BEGIN

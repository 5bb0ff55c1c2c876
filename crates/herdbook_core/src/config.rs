//! Engine configuration.
//!
//! # Responsibility
//! - Single-source every reproductive scheduling constant.
//! - Load constants from a JSON file and validate them at startup.
//!
//! # Invariants
//! - The PD-check offset and gestation length are always explicit; loading a
//!   file without them fails with `MissingConstant`.
//! - A validated config satisfies `pd_check_offset_days < gestation_days` and
//!   `fresh_window_days < heat_detection_window_days`.

use serde::{Deserialize, Serialize};
use std::error::Error;
use std::fmt::{Display, Formatter};
use std::path::{Path, PathBuf};

/// Reference gestation length for dairy cattle, in days.
pub const GESTATION_DAYS_CATTLE: u32 = 280;
pub const DEFAULT_REOPEN_GRACE_DAYS: u32 = 14;
pub const DEFAULT_LOOKAHEAD_DAYS: u32 = 7;
/// Last day (inclusive) after calving that still counts as `Fresh`.
pub const DEFAULT_FRESH_WINDOW_DAYS: u32 = 48;
/// Last day (inclusive) after calving that still counts as `Heat-Detection-Due`.
pub const DEFAULT_HEAT_DETECTION_WINDOW_DAYS: u32 = 365;

/// Environment variable the CLI reads when `--config` is absent.
pub const CONFIG_PATH_ENV: &str = "HERDBOOK_CONFIG";

#[derive(Debug)]
pub enum ConfigError {
    Io { path: PathBuf, source: std::io::Error },
    Parse(serde_json::Error),
    MissingConstant(&'static str),
    InvalidValue { field: &'static str, reason: String },
}

impl Display for ConfigError {
    fn fmt(&self, f: &mut Formatter<'_>) -> std::fmt::Result {
        match self {
            Self::Io { path, source } => {
                write!(f, "failed to read config `{}`: {source}", path.display())
            }
            Self::Parse(err) => write!(f, "invalid config json: {err}"),
            Self::MissingConstant(name) => {
                write!(f, "required constant `{name}` is not configured")
            }
            Self::InvalidValue { field, reason } => write!(f, "invalid `{field}`: {reason}"),
        }
    }
}

impl Error for ConfigError {
    fn source(&self) -> Option<&(dyn Error + 'static)> {
        match self {
            Self::Io { source, .. } => Some(source),
            Self::Parse(err) => Some(err),
            _ => None,
        }
    }
}

impl From<serde_json::Error> for ConfigError {
    fn from(value: serde_json::Error) -> Self {
        Self::Parse(value)
    }
}

/// Validated scheduling constants.
#[derive(Debug, Clone, Copy, PartialEq, Eq, Serialize)]
pub struct EngineConfig {
    /// Days after breeding when the pregnancy diagnosis is due (K_PD).
    pub pd_check_offset_days: u32,
    /// Species gestation length in days (K_GESTATION).
    pub gestation_days: u32,
    /// Days past expected calving before a `reopen_breeding` alert fires.
    /// Zero is allowed.
    pub reopen_grace_days: u32,
    /// Reminder horizon: due dates in `[today, today + lookahead]` are announced.
    /// Zero is allowed.
    pub lookahead_days: u32,
    pub fresh_window_days: u32,
    pub heat_detection_window_days: u32,
}

/// On-disk shape; every field optional so absence can be reported by name.
#[derive(Debug, Default, Deserialize)]
#[serde(deny_unknown_fields)]
struct RawConfig {
    pd_check_offset_days: Option<u32>,
    gestation_days: Option<u32>,
    reopen_grace_days: Option<u32>,
    lookahead_days: Option<u32>,
    fresh_window_days: Option<u32>,
    heat_detection_window_days: Option<u32>,
}

impl EngineConfig {
    /// Builds a config from the two species constants; the rest use defaults.
    pub fn new(pd_check_offset_days: u32, gestation_days: u32) -> Result<Self, ConfigError> {
        Self {
            pd_check_offset_days,
            gestation_days,
            reopen_grace_days: DEFAULT_REOPEN_GRACE_DAYS,
            lookahead_days: DEFAULT_LOOKAHEAD_DAYS,
            fresh_window_days: DEFAULT_FRESH_WINDOW_DAYS,
            heat_detection_window_days: DEFAULT_HEAT_DETECTION_WINDOW_DAYS,
        }
        .validated()
    }

    /// Sets the reminder horizon. Every value is valid: zero announces only
    /// reminders due today. No validated invariant involves this field.
    pub fn with_lookahead_days(mut self, days: u32) -> Self {
        self.lookahead_days = days;
        self
    }

    /// Sets the reopen grace period. Every value is valid: zero raises the
    /// alert on the day after expected calving.
    pub fn with_reopen_grace_days(mut self, days: u32) -> Self {
        self.reopen_grace_days = days;
        self
    }

    /// Parses and validates a JSON config document.
    pub fn from_json_str(text: &str) -> Result<Self, ConfigError> {
        let raw: RawConfig = serde_json::from_str(text)?;
        Self {
            pd_check_offset_days: raw
                .pd_check_offset_days
                .ok_or(ConfigError::MissingConstant("pd_check_offset_days"))?,
            gestation_days: raw
                .gestation_days
                .ok_or(ConfigError::MissingConstant("gestation_days"))?,
            reopen_grace_days: raw.reopen_grace_days.unwrap_or(DEFAULT_REOPEN_GRACE_DAYS),
            lookahead_days: raw.lookahead_days.unwrap_or(DEFAULT_LOOKAHEAD_DAYS),
            fresh_window_days: raw.fresh_window_days.unwrap_or(DEFAULT_FRESH_WINDOW_DAYS),
            heat_detection_window_days: raw
                .heat_detection_window_days
                .unwrap_or(DEFAULT_HEAT_DETECTION_WINDOW_DAYS),
        }
        .validated()
    }

    /// Reads and validates a JSON config file.
    pub fn load(path: impl AsRef<Path>) -> Result<Self, ConfigError> {
        let path = path.as_ref();
        let text = std::fs::read_to_string(path).map_err(|source| ConfigError::Io {
            path: path.to_path_buf(),
            source,
        })?;
        Self::from_json_str(&text)
    }

    fn validated(self) -> Result<Self, ConfigError> {
        require_positive("pd_check_offset_days", self.pd_check_offset_days)?;
        require_positive("gestation_days", self.gestation_days)?;
        require_positive("heat_detection_window_days", self.heat_detection_window_days)?;

        if self.pd_check_offset_days >= self.gestation_days {
            return Err(ConfigError::InvalidValue {
                field: "pd_check_offset_days",
                reason: format!(
                    "must be shorter than gestation_days ({})",
                    self.gestation_days
                ),
            });
        }
        if self.fresh_window_days >= self.heat_detection_window_days {
            return Err(ConfigError::InvalidValue {
                field: "fresh_window_days",
                reason: format!(
                    "must be shorter than heat_detection_window_days ({})",
                    self.heat_detection_window_days
                ),
            });
        }
        Ok(self)
    }
}

fn require_positive(field: &'static str, value: u32) -> Result<(), ConfigError> {
    if value == 0 {
        return Err(ConfigError::InvalidValue {
            field,
            reason: "must be greater than zero".to_string(),
        });
    }
    Ok(())
}

#[cfg(test)]
mod tests {
    use super::{ConfigError, EngineConfig, DEFAULT_LOOKAHEAD_DAYS, DEFAULT_REOPEN_GRACE_DAYS};
    use std::io::Write;

    #[test]
    fn json_with_species_constants_fills_defaults() {
        let config =
            EngineConfig::from_json_str(r#"{"pd_check_offset_days": 55, "gestation_days": 280}"#)
                .unwrap();
        assert_eq!(config.pd_check_offset_days, 55);
        assert_eq!(config.gestation_days, 280);
        assert_eq!(config.reopen_grace_days, DEFAULT_REOPEN_GRACE_DAYS);
        assert_eq!(config.lookahead_days, DEFAULT_LOOKAHEAD_DAYS);
    }

    #[test]
    fn missing_pd_offset_is_reported_by_name() {
        let err = EngineConfig::from_json_str(r#"{"gestation_days": 280}"#).unwrap_err();
        assert!(matches!(err, ConfigError::MissingConstant("pd_check_offset_days")));
        assert_eq!(
            err.to_string(),
            "required constant `pd_check_offset_days` is not configured"
        );
    }

    #[test]
    fn missing_gestation_is_reported_by_name() {
        let err = EngineConfig::from_json_str(r#"{"pd_check_offset_days": 45}"#).unwrap_err();
        assert!(matches!(err, ConfigError::MissingConstant("gestation_days")));
    }

    #[test]
    fn unknown_fields_and_bad_ranges_are_rejected() {
        let unknown = EngineConfig::from_json_str(
            r#"{"pd_check_offset_days": 45, "gestation_days": 280, "pd_offset": 60}"#,
        )
        .unwrap_err();
        assert!(matches!(unknown, ConfigError::Parse(_)));

        let inverted = EngineConfig::new(300, 280).unwrap_err();
        assert!(matches!(
            inverted,
            ConfigError::InvalidValue {
                field: "pd_check_offset_days",
                ..
            }
        ));

        let zero = EngineConfig::new(0, 280).unwrap_err();
        assert!(matches!(zero, ConfigError::InvalidValue { .. }));
    }

    #[test]
    fn zero_lookahead_and_grace_are_accepted() {
        let built = EngineConfig::new(55, 280)
            .unwrap()
            .with_lookahead_days(0)
            .with_reopen_grace_days(0);
        assert_eq!(built.lookahead_days, 0);
        assert_eq!(built.reopen_grace_days, 0);

        let loaded = EngineConfig::from_json_str(
            r#"{"pd_check_offset_days": 55, "gestation_days": 280,
                "lookahead_days": 0, "reopen_grace_days": 0}"#,
        )
        .unwrap();
        assert_eq!(loaded, built);
    }

    #[test]
    fn load_reads_file_from_disk() {
        let mut file = tempfile::NamedTempFile::new().unwrap();
        write!(
            file,
            r#"{{"pd_check_offset_days": 60, "gestation_days": 283, "lookahead_days": 10}}"#
        )
        .unwrap();

        let config = EngineConfig::load(file.path()).unwrap();
        assert_eq!(config.pd_check_offset_days, 60);
        assert_eq!(config.gestation_days, 283);
        assert_eq!(config.lookahead_days, 10);
    }

    #[test]
    fn load_missing_file_is_io_error() {
        let dir = tempfile::tempdir().unwrap();
        let err = EngineConfig::load(dir.path().join("absent.json")).unwrap_err();
        assert!(matches!(err, ConfigError::Io { .. }));
    }
}
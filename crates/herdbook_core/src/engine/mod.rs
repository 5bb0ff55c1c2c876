//! Reproductive lifecycle engine.
//!
//! # Responsibility
//! - Derive reproductive status from calving history and manual overrides.
//! - Compute PD-check and expected-calving due dates from breeding records.
//! - Diff derived reminders against stored notifications.
//!
//! # Invariants
//! - Every function here is pure: records in, values out, no storage access.
//! - `today` is always an explicit argument.
//! - One malformed record never aborts a batch; it becomes a warning.

pub mod cycle;
pub mod due_dates;
pub mod reconcile;
pub mod status;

END

#### [Prompt]
Determine how many lines in the records above have the string "loaded". Only the number should be returned.

#### [Solution for this task]
2